### YOUR TASK
Beginning at the line containing "repository 9bbf0928f8ee3d61" in the material below and ending at the line containing "let failed = results.iter().filter(|r|", return each line exactly and add nothing.

┏━━

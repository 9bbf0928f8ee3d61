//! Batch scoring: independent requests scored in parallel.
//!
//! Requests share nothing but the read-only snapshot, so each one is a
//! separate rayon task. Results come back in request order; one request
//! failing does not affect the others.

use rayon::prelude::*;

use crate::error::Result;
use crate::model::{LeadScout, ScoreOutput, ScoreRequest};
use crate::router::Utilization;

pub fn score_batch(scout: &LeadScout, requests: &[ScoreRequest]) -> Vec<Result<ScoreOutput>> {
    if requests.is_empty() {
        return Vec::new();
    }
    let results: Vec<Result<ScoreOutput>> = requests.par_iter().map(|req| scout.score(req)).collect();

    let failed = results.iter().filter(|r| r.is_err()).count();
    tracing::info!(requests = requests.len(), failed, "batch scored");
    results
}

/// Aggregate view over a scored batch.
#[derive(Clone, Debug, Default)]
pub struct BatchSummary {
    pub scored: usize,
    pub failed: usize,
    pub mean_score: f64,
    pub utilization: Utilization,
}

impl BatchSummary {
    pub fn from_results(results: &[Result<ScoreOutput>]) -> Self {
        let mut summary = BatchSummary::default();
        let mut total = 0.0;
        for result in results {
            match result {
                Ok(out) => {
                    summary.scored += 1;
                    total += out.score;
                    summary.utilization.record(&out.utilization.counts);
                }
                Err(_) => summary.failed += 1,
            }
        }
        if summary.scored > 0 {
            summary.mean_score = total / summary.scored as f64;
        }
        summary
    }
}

┗━━
┏━━

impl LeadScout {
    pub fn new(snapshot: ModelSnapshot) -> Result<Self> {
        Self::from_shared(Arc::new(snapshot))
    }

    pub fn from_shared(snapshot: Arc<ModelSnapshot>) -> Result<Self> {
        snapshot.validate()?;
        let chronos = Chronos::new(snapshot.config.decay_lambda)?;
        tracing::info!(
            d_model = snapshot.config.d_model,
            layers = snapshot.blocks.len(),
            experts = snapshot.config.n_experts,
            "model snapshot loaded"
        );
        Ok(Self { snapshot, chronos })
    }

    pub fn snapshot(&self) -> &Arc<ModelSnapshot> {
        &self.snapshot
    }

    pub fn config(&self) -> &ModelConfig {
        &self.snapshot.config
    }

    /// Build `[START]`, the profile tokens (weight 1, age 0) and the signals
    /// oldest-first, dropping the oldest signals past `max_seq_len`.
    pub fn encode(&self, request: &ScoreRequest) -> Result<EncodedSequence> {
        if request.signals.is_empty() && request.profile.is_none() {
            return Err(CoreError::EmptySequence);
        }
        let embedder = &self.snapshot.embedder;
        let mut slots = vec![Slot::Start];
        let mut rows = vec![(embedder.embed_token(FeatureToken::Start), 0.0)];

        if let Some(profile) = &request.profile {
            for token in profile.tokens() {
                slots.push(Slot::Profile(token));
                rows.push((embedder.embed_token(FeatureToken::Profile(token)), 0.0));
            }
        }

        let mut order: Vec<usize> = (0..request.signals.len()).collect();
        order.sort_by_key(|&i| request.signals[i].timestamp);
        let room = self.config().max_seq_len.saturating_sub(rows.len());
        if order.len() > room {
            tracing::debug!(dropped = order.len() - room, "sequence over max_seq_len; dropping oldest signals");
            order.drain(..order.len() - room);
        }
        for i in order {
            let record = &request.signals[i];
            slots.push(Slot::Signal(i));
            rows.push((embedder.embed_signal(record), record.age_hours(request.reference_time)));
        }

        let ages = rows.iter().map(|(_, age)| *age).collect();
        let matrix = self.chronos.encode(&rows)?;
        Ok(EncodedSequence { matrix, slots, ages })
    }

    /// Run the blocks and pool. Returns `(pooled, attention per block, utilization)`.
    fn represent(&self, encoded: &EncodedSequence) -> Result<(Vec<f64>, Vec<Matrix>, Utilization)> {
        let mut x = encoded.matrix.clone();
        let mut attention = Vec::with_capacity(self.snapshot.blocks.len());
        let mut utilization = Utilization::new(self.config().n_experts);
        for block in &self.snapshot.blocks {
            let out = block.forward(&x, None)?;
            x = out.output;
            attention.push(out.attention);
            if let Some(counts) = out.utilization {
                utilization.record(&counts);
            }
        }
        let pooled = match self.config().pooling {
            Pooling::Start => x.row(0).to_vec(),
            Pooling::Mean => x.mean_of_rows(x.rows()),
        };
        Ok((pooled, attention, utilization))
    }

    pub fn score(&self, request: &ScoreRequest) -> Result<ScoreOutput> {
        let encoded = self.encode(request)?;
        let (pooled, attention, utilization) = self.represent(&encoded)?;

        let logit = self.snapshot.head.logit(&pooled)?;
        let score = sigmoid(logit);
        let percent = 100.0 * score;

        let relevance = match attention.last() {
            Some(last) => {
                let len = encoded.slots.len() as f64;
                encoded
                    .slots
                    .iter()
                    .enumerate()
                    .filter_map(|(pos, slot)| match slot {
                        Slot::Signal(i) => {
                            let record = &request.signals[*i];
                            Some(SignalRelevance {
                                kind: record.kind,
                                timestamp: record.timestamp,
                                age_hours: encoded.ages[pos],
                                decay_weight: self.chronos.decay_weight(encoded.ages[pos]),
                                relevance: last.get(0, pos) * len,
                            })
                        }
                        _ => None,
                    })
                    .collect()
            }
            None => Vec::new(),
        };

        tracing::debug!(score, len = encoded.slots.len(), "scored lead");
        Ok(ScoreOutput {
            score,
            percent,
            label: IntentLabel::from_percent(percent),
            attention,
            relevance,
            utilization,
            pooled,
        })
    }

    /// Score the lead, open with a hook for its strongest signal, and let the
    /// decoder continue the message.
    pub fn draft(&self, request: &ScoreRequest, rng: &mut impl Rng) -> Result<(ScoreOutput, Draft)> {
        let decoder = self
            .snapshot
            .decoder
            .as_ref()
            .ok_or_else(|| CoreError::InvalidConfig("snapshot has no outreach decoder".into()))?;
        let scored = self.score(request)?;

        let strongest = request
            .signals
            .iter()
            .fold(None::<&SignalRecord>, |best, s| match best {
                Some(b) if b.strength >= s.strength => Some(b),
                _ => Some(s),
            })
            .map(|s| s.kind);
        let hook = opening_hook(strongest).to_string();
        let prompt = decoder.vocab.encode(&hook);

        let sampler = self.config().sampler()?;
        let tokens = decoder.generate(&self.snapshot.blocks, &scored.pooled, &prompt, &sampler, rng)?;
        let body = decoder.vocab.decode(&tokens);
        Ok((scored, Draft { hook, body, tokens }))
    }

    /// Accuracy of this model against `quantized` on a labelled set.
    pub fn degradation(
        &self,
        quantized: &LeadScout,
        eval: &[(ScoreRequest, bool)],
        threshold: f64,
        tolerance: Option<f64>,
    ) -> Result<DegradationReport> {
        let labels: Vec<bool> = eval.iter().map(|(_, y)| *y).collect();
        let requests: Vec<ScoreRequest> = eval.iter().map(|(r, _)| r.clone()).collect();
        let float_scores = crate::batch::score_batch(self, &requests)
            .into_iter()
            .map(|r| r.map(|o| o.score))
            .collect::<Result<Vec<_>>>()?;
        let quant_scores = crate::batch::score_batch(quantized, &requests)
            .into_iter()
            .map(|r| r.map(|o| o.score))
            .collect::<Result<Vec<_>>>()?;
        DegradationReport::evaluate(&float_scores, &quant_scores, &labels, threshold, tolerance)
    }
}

┗━━

### REPLY
repository 9bbf0928f8ee3d61
//! Batch scoring: independent requests scored in parallel.
//!
//! Requests share nothing but the read-only snapshot, so each one is a
//! separate rayon task. Results come back in request order; one request
//! failing does not affect the others.

use rayon::prelude::*;

use crate::error::Result;
use crate::model::{LeadScout, ScoreOutput, ScoreRequest};
use crate::router::Utilization;

pub fn score_batch(scout: &LeadScout, requests: &[ScoreRequest]) -> Vec<Result<ScoreOutput>> {
    if requests.is_empty() {
        return Vec::new();
    }
    let results: Vec<Result<ScoreOutput>> = requests.par_iter().map(|req| scout.score(req)).collect();

    let failed = results.iter().filter(|r| r.is_err()).count();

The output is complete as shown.